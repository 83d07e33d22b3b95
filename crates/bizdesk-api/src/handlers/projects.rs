// ============================================================================
// BizDesk API - Project & Task Handlers
// File: crates/bizdesk-api/src/handlers/projects.rs
// ============================================================================

use axum::extract::State;
use serde::Deserialize;
use uuid::Uuid;

use bizdesk_core::domain::{Project, Task, TaskStatus};
use bizdesk_core::repositories::TaskFilter;
use bizdesk_core::services::{ProjectInput, TaskInput};
use bizdesk_shared::{Page, Pagination};

use super::{created, ok, ApiResult, Created};
use crate::extractors::{ApiJson, ApiPath, ApiQuery, CurrentTenant};
use crate::response::Deleted;
use crate::state::AppState;

#[derive(Debug, Default, Deserialize)]
pub struct TaskQuery {
    pub project_id: Option<Uuid>,
    pub assignee_id: Option<Uuid>,
    pub status: Option<TaskStatus>,
}

#[derive(Debug, Deserialize)]
pub struct TaskStatusRequest {
    pub status: TaskStatus,
}

// ------------------------------------------------------------------ projects

/// GET /api/projects
pub async fn list_projects(
    State(state): State<AppState>,
    CurrentTenant(ctx): CurrentTenant,
    ApiQuery(pagination): ApiQuery<Pagination>,
) -> ApiResult<Page<Project>> {
    ok(state.projects.list_projects(&ctx, pagination.normalized()).await?)
}

/// GET /api/projects/{id}
pub async fn get_project(
    State(state): State<AppState>,
    CurrentTenant(ctx): CurrentTenant,
    ApiPath(id): ApiPath<Uuid>,
) -> ApiResult<Project> {
    ok(state.projects.get_project(&ctx, &id).await?)
}

/// POST /api/projects
pub async fn create_project(
    State(state): State<AppState>,
    CurrentTenant(ctx): CurrentTenant,
    ApiJson(payload): ApiJson<ProjectInput>,
) -> Created<Project> {
    created(state.projects.create_project(&ctx, payload).await?)
}

/// PUT /api/projects/{id}
pub async fn update_project(
    State(state): State<AppState>,
    CurrentTenant(ctx): CurrentTenant,
    ApiPath(id): ApiPath<Uuid>,
    ApiJson(payload): ApiJson<ProjectInput>,
) -> ApiResult<Project> {
    ok(state.projects.update_project(&ctx, &id, payload).await?)
}

/// DELETE /api/projects/{id}
pub async fn delete_project(
    State(state): State<AppState>,
    CurrentTenant(ctx): CurrentTenant,
    ApiPath(id): ApiPath<Uuid>,
) -> ApiResult<Deleted> {
    state.projects.delete_project(&ctx, &id).await?;
    Ok(axum::Json(Deleted::ok()))
}

// --------------------------------------------------------------------- tasks

/// GET /api/tasks
pub async fn list_tasks(
    State(state): State<AppState>,
    CurrentTenant(ctx): CurrentTenant,
    ApiQuery(query): ApiQuery<TaskQuery>,
    ApiQuery(pagination): ApiQuery<Pagination>,
) -> ApiResult<Page<Task>> {
    let filter = TaskFilter {
        project_id: query.project_id,
        assignee_id: query.assignee_id,
        status: query.status,
    };
    ok(state.projects.list_tasks(&ctx, &filter, pagination.normalized()).await?)
}

/// GET /api/tasks/{id}
pub async fn get_task(
    State(state): State<AppState>,
    CurrentTenant(ctx): CurrentTenant,
    ApiPath(id): ApiPath<Uuid>,
) -> ApiResult<Task> {
    ok(state.projects.get_task(&ctx, &id).await?)
}

/// POST /api/tasks
pub async fn create_task(
    State(state): State<AppState>,
    CurrentTenant(ctx): CurrentTenant,
    ApiJson(payload): ApiJson<TaskInput>,
) -> Created<Task> {
    created(state.projects.create_task(&ctx, payload).await?)
}

/// PUT /api/tasks/{id}
pub async fn update_task(
    State(state): State<AppState>,
    CurrentTenant(ctx): CurrentTenant,
    ApiPath(id): ApiPath<Uuid>,
    ApiJson(payload): ApiJson<TaskInput>,
) -> ApiResult<Task> {
    ok(state.projects.update_task(&ctx, &id, payload).await?)
}

/// PATCH /api/tasks/{id}/status
pub async fn set_task_status(
    State(state): State<AppState>,
    CurrentTenant(ctx): CurrentTenant,
    ApiPath(id): ApiPath<Uuid>,
    ApiJson(payload): ApiJson<TaskStatusRequest>,
) -> ApiResult<Task> {
    ok(state.projects.set_task_status(&ctx, &id, payload.status).await?)
}

/// DELETE /api/tasks/{id}
pub async fn delete_task(
    State(state): State<AppState>,
    CurrentTenant(ctx): CurrentTenant,
    ApiPath(id): ApiPath<Uuid>,
) -> ApiResult<Deleted> {
    state.projects.delete_task(&ctx, &id).await?;
    Ok(axum::Json(Deleted::ok()))
}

▶ **Prompt**
Among the lines of the material, count those that contain the string "TaskFilter" and state only that count.

▶ **Task solution**
2